Master of Science (MS)



First Advisor

Schermer, Elizabeth, 1959-

Second Advisor

Brown, Edwin H.

Third Advisor

Hirsch, David M., 1969-


The Cascade crystalline core of Washington State is a block of high grade metamorphic and plutonic rocks at the southeast end of the Cretaceous-Tertiary Coast Plutonic Complex. Previous workers have debated whether northwest translation or southwest-vergent thrusting was responsible for regional metamorphism and deformation. The present study finds structural evidence supporting both orogen-normal and orogen-parallel displacements, thus indicating that the regional deformation can be broadly characterized as transpressional.

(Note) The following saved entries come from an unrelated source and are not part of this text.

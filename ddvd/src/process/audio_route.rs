//! Audio routing: pass-through to the decoder or software re-encoding.
//!
//! AC3 without pass-through and LPCM are turned into MPEG audio so the
//! decoder can keep them in sync with the picture. The PES header of the
//! source packet (and with it the PTS) is reused for the re-encoded frames.

use log::{debug, warn};

use crate::structs::codec::{
    Ac3Decoder, MpegAudioEncoder, PCM_FRAME_BYTES, samples_to_bytes, swap_lpcm,
};
use crate::structs::pes::{PES_OFFSET, PesHeader};
use crate::structs::sink::BypassMode;
use crate::structs::stream::AudioFormat;
use crate::utils::errors::CodecError;

/// Bytes between the sub-stream id and the AC3 frame data.
const AC3_PAYLOAD_SKIP: usize = 4;
/// Bytes between the sub-stream id and the LPCM samples.
const LPCM_PAYLOAD_SKIP: usize = 7;
/// Largest value of the PES packet length field.
const MAX_PES_LENGTH: usize = 0xFFFF;

#[derive(Debug, Clone, Copy, PartialEq, Eq)]
pub enum AudioRoute {
    PassThrough(BypassMode),
    /// AC3 → PCM → MPEG audio.
    Decode,
    /// LPCM → MPEG audio.
    Reencode,
}

impl AudioRoute {
    pub fn bypass(self) -> BypassMode {
        match self {
            AudioRoute::PassThrough(mode) => mode,
            AudioRoute::Decode | AudioRoute::Reencode => BypassMode::Mpeg,
        }
    }
}

/// Codec capabilities resolved at startup.
#[derive(Debug, Default, Clone, Copy, PartialEq, Eq)]
pub struct CodecSupport {
    pub ac3_decoder: bool,
    pub mpeg_encoder: bool,
    pub ac3_passthrough: bool,
}

pub fn select_route(format: AudioFormat, codecs: CodecSupport) -> AudioRoute {
    match format {
        AudioFormat::Mpeg => AudioRoute::PassThrough(BypassMode::Mpeg),
        AudioFormat::Dts => AudioRoute::PassThrough(BypassMode::Dts),
        AudioFormat::Ac3 => {
            if codecs.ac3_passthrough || !codecs.ac3_decoder || !codecs.mpeg_encoder {
                AudioRoute::PassThrough(BypassMode::Ac3)
            } else {
                AudioRoute::Decode
            }
        }
        AudioFormat::Lpcm if codecs.mpeg_encoder => AudioRoute::Reencode,
        AudioFormat::Lpcm => AudioRoute::PassThrough(BypassMode::Lpcm),
    }
}

/// PCM accumulated towards the next 4608-byte encoder frame, plus the PES
/// header the encoded frames go out with.
#[derive(Debug, Default)]
pub struct PcmResync {
    header: Vec<u8>,
    pcm: Vec<u8>,
}

impl PcmResync {
    pub fn reset(&mut self) {
        self.header.clear();
        self.pcm.clear();
    }

    pub fn pending(&self) -> usize {
        self.pcm.len()
    }

    fn keep_header(&mut self, sector: &[u8], header: &PesHeader) {
        self.header.clear();
        self.header
            .extend_from_slice(&sector[PES_OFFSET..header.payload_offset()]);
    }

    /// Encodes all complete frames into MPEG audio PES packets. Output that
    /// does not fit one packet continues in packets without a PTS.
    fn encode_frames<E: MpegAudioEncoder + ?Sized>(
        &mut self,
        encoder: &mut E,
    ) -> Result<Option<Vec<u8>>, CodecError> {
        let frames = self.pcm.len() / PCM_FRAME_BYTES;
        if frames == 0 || self.header.len() < 6 {
            return Ok(None);
        }

        let mut es = Vec::new();
        for frame in self.pcm.chunks_exact(PCM_FRAME_BYTES) {
            let Ok(frame) = <&[u8; PCM_FRAME_BYTES]>::try_from(frame) else {
                continue;
            };
            es.extend_from_slice(&encoder.encode(frame)?);
        }
        self.pcm.drain(..frames * PCM_FRAME_BYTES);

        let continuation = [0x00, 0x00, 0x01, 0xC0, 0x00, 0x00, 0x81, 0x00, 0x00];
        let mut out = Vec::with_capacity(es.len() + self.header.len());
        let mut header = self.header.as_slice();
        let mut rest = es.as_slice();
        loop {
            let room = MAX_PES_LENGTH - (header.len() - 6);
            let (chunk, tail) = rest.split_at(rest.len().min(room));
            write_mpeg_pes(&mut out, header, chunk);
            rest = tail;
            if rest.is_empty() {
                break;
            }
            header = &continuation[..];
        }
        Ok(Some(out))
    }

    /// Decodes one AC3 packet and re-encodes whatever complete frames result.
    pub fn push_ac3<D, E>(
        &mut self,
        sector: &[u8],
        header: &PesHeader,
        decoder: &mut D,
        encoder: &mut E,
    ) -> Result<Option<Vec<u8>>, CodecError>
    where
        D: Ac3Decoder + ?Sized,
        E: MpegAudioEncoder + ?Sized,
    {
        let start = header.payload_offset() + AC3_PAYLOAD_SKIP;
        let end = header.end(sector.len());
        if start >= end {
            return Ok(None);
        }
        let samples = decoder.decode(&sector[start..end])?;
        samples_to_bytes(&samples, &mut self.pcm);
        self.keep_header(sector, header);
        self.encode_frames(encoder)
    }

    /// Appends one LPCM packet. Frames go out with the header of the packet
    /// that started them.
    pub fn push_lpcm<E: MpegAudioEncoder + ?Sized>(
        &mut self,
        sector: &[u8],
        header: &PesHeader,
        encoder: &mut E,
    ) -> Result<Option<Vec<u8>>, CodecError> {
        let start = header.payload_offset() + LPCM_PAYLOAD_SKIP;
        let end = header.end(sector.len());
        if start >= end {
            return Ok(None);
        }
        if self.pcm.is_empty() {
            self.keep_header(sector, header);
        }
        swap_lpcm(&sector[start..end], &mut self.pcm);
        if self.pcm.len() < PCM_FRAME_BYTES {
            return Ok(None);
        }
        let pes = self.encode_frames(encoder)?;
        self.keep_header(sector, header);
        Ok(pes)
    }
}

fn write_mpeg_pes(out: &mut Vec<u8>, header: &[u8], payload: &[u8]) {
    let start = out.len();
    out.extend_from_slice(header);
    out.extend_from_slice(payload);
    out[start + 3] = 0xC0;
    let len = (header.len() - 6 + payload.len()) as u16;
    out[start + 4..start + 6].copy_from_slice(&len.to_be_bytes());
}

/// Bytes to hand to the audio sink for one sector.
#[derive(Debug, PartialEq, Eq)]
pub enum AudioOutput<'a> {
    Pes(&'a [u8]),
    Resynced(Vec<u8>),
    Nothing,
}

#[derive(Debug, Default)]
pub struct AudioRouter {
    current: Option<(AudioFormat, AudioRoute)>,
    resync: PcmResync,
}

impl AudioRouter {
    pub fn current(&self) -> Option<(AudioFormat, AudioRoute)> {
        self.current
    }

    /// Resolves the route for `format`. Returns `Some` only when it differs
    /// from the route in use, in which case the sink must be reconfigured
    /// before the next write.
    pub fn switch(&mut self, format: AudioFormat, codecs: CodecSupport) -> Option<AudioRoute> {
        if self.current.is_some_and(|(f, _)| f == format) {
            return None;
        }
        let route = select_route(format, codecs);
        debug!("Audio route for {format}: {route:?}");
        self.current = Some((format, route));
        self.resync.reset();
        Some(route)
    }

    /// Drops buffered PCM, e.g. after a seek.
    pub fn reset_resync(&mut self) {
        self.resync.reset();
    }

    pub fn resync(&self) -> &PcmResync {
        &self.resync
    }

    pub fn process<'a, D, E>(
        &mut self,
        sector: &'a [u8],
        header: &PesHeader,
        ac3: Option<&mut D>,
        encoder: Option<&mut E>,
    ) -> AudioOutput<'a>
    where
        D: Ac3Decoder + ?Sized,
        E: MpegAudioEncoder + ?Sized,
    {
        let Some((format, route)) = self.current else {
            return AudioOutput::Nothing;
        };
        let result = match (route, ac3, encoder) {
            (AudioRoute::PassThrough(_), _, _) => {
                let end = header.end(sector.len());
                return AudioOutput::Pes(&sector[PES_OFFSET..end]);
            }
            (AudioRoute::Decode, Some(ac3), Some(enc)) => {
                self.resync.push_ac3(sector, header, ac3, enc)
            }
            (AudioRoute::Reencode, _, Some(enc)) => self.resync.push_lpcm(sector, header, enc),
            _ => return AudioOutput::Nothing,
        };
        match result {
            Ok(Some(pes)) => AudioOutput::Resynced(pes),
            Ok(None) => AudioOutput::Nothing,
            Err(e) => {
                warn!("Dropping {format} audio packet: {e}");
                self.resync.reset();
                AudioOutput::Nothing
            }
        }
    }
}

#[cfg(test)]
mod tests {
    use super::*;
    use crate::process::classify::private_sector;
    use crate::structs::pes::PtsEncoding;
    use anyhow::Result;

    struct FixedDecoder(usize);

    impl Ac3Decoder for FixedDecoder {
        fn decode(&mut self, _frame: &[u8]) -> Result<Vec<i16>, CodecError> {
            Ok(vec![0x0102; self.0])
        }
    }

    #[derive(Default)]
    struct CountingEncoder {
        frames: Vec<[u8; 4]>,
    }

    impl MpegAudioEncoder for CountingEncoder {
        fn encode(&mut self, pcm: &[u8; PCM_FRAME_BYTES]) -> Result<Vec<u8>, CodecError> {
            self.frames.push([pcm[0], pcm[1], pcm[2], pcm[3]]);
            Ok(vec![0xFF, 0xFD, 0x00, 0x00])
        }
    }

    fn header(sector: &[u8]) -> PesHeader {
        PesHeader::parse(sector, PtsEncoding::Standard).unwrap()
    }

    #[test]
    fn route_selection() {
        let all = CodecSupport {
            ac3_decoder: true,
            mpeg_encoder: true,
            ac3_passthrough: false,
        };
        assert_eq!(
            select_route(AudioFormat::Mpeg, all),
            AudioRoute::PassThrough(BypassMode::Mpeg)
        );
        assert_eq!(
            select_route(AudioFormat::Dts, all),
            AudioRoute::PassThrough(BypassMode::Dts)
        );
        assert_eq!(select_route(AudioFormat::Ac3, all), AudioRoute::Decode);
        assert_eq!(select_route(AudioFormat::Lpcm, all), AudioRoute::Reencode);
        assert_eq!(AudioRoute::Decode.bypass(), BypassMode::Mpeg);

        let thru = CodecSupport {
            ac3_passthrough: true,
            ..all
        };
        assert_eq!(
            select_route(AudioFormat::Ac3, thru),
            AudioRoute::PassThrough(BypassMode::Ac3)
        );

        let none = CodecSupport::default();
        assert_eq!(
            select_route(AudioFormat::Ac3, none),
            AudioRoute::PassThrough(BypassMode::Ac3)
        );
        assert_eq!(
            select_route(AudioFormat::Lpcm, none),
            AudioRoute::PassThrough(BypassMode::Lpcm)
        );
    }

    #[test]
    fn switch_only_on_format_change() {
        let mut router = AudioRouter::default();
        let codecs = CodecSupport::default();
        assert!(router.switch(AudioFormat::Ac3, codecs).is_some());
        assert!(router.switch(AudioFormat::Ac3, codecs).is_none());
        assert_eq!(
            router.switch(AudioFormat::Mpeg, codecs),
            Some(AudioRoute::PassThrough(BypassMode::Mpeg))
        );
    }

    #[test]
    fn passthrough_forwards_the_pes() {
        let mut router = AudioRouter::default();
        router.switch(AudioFormat::Dts, CodecSupport::default());
        let sector = private_sector(0x88, Some(3000), &[1, 2, 3, 4]);
        let h = header(&sector);

        let out = router.process::<FixedDecoder, CountingEncoder>(&sector, &h, None, None);
        assert_eq!(out, AudioOutput::Pes(&sector[14..h.end(sector.len())]));
    }

    #[test]
    fn ac3_is_reencoded_with_its_pts() -> Result<()> {
        let mut resync = PcmResync::default();
        // 6 blocks × 256 samples × 2 channels
        let mut decoder = FixedDecoder(3072);
        let mut encoder = CountingEncoder::default();

        let sector = private_sector(0x80, Some(90_000), &[0x01, 0x00, 0x01, 0x0B, 0x77]);
        let h = header(&sector);
        let pes = resync
            .push_ac3(&sector, &h, &mut decoder, &mut encoder)?
            .unwrap();

        assert_eq!(encoder.frames, [[0x02, 0x01, 0x02, 0x01]]);
        assert_eq!(resync.pending(), 6144 - PCM_FRAME_BYTES);
        assert_eq!(&pes[..4], &[0x00, 0x00, 0x01, 0xC0]);
        assert_eq!(u16::from_be_bytes([pes[4], pes[5]]) as usize, pes.len() - 6);
        assert_eq!(pes.len(), 9 + 5 + 4);
        assert_eq!(header(&[&[0u8; 14][..], &pes[..]].concat()).pts, Some(90_000));
        Ok(())
    }

    #[test]
    fn lpcm_frames_keep_the_first_header() -> Result<()> {
        let mut resync = PcmResync::default();
        let mut encoder = CountingEncoder::default();
        let lpcm_header = [0x01, 0x00, 0x04, 0x00, 0x00, 0x00];
        let samples: Vec<u8> = (0..2000).map(|i| (i % 2) as u8).collect();

        let mut out = Vec::new();
        for (n, pts) in [1000u64, 2000, 3000].into_iter().enumerate() {
            let sector = private_sector(0xA0, Some(pts), &[&lpcm_header[..], &samples[..]].concat());
            let h = header(&sector);
            if let Some(pes) = resync.push_lpcm(&sector, &h, &mut encoder)? {
                out.push((n, pes));
            }
        }

        // 6000 bytes: one frame completes on the third packet.
        assert_eq!(out.len(), 1);
        let (n, pes) = &out[0];
        assert_eq!(*n, 2);
        assert_eq!(header(&[&[0u8; 14][..], &pes[..]].concat()).pts, Some(1000));
        // Big-endian words arrive swapped.
        assert_eq!(encoder.frames, [[0x01, 0x00, 0x01, 0x00]]);
        assert_eq!(resync.pending(), 6000 - PCM_FRAME_BYTES);
        Ok(())
    }

    struct WideEncoder;

    impl MpegAudioEncoder for WideEncoder {
        fn encode(&mut self, _pcm: &[u8; PCM_FRAME_BYTES]) -> Result<Vec<u8>, CodecError> {
            Ok(vec![0x55; 40_000])
        }
    }

    #[test]
    fn oversized_output_is_split_into_packets() -> Result<()> {
        let mut resync = PcmResync::default();
        let mut decoder = FixedDecoder(PCM_FRAME_BYTES);
        let sector = private_sector(0x80, Some(90_000), &[0x01, 0x00, 0x01, 0x0B, 0x77]);
        let h = header(&sector);
        let out = resync
            .push_ac3(&sector, &h, &mut decoder, &mut WideEncoder)?
            .unwrap();

        // 80000 bytes of frames: a full packet with the PTS, then the rest.
        assert_eq!(out.len(), 14 + 80_000 + 9);
        assert_eq!(u16::from_be_bytes([out[4], out[5]]), 0xFFFF);
        assert_eq!(header(&[&[0u8; 14][..], &out[..]].concat()).pts, Some(90_000));

        let second = &out[6 + 0xFFFF..];
        assert_eq!(&second[..4], &[0x00, 0x00, 0x01, 0xC0]);
        assert_eq!(u16::from_be_bytes([second[4], second[5]]) as usize, second.len() - 6);
        assert_eq!(second[7] & 0x80, 0);
        assert!(second[9..].iter().all(|&b| b == 0x55));
        Ok(())
    }
}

Units of the study area include: 1) the Napeequa schist, derived from an ocean floor protolith, and 2) an accreted Triassic arc, which includes the Marblemount Meta Quartz-Diorite (MMQD) and metamorphosed volcanic and sedimentary rocks of the Cascade River Unit (CRU). Two plutonic bodies, the Jordan and Cyclone Lakes, intruded the accreted terranes and display limited tectonic deformation. Previous workers mapped two imbricate slivers of mylonitic MMQD in the footwall of the Razorback thrust, which emplaced MMQD over the Napeequa unit. Thin section analysis of new samples indicates both a clastic and plutonic protolith for these imbricate slivers, and thus the slivers represent both the CRU and mylonitic MMQD. Mapping and structural analysis adjacent to and along the Cretaceous Razorback thrust zone leads to grouping of deformational events into three distinct phases (D1, D2 and D3). The D1 events took place during peak metamorphism and are preserved in the MMQD, within hinges of folds in the CRU and Napeequa unit, and within garnet porphyroblasts of the Napeequa unit. Textures and shear sense indicate that both orogen-normal and orogen-parallel displacements were active during this time. D2 events formed and/or reoriented the predominant foliations of the study area by southwest-vergent thrusting along the Razorback thrust and northwest-trending upright folds north of the thrust; these events indicate orogen-normal contraction during D2. Thrusting imbricated the CRU with the Napeequa and both units were thrust beneath the MMQD. North of the thrust zone, the timing of orogen-parallel strike-slip deformation relative to D2 events is uncertain; if active during D2 it suggests deformation was transpressive during the latter stages of D2. D3 features are concentrated between the Razorback thrust and northern margin of the Jordan Lakes pluton. D3 events record orogen-parallel folding of D2 fabric and sinistral shearing; folding and shearing are north and north-northwest-vergent.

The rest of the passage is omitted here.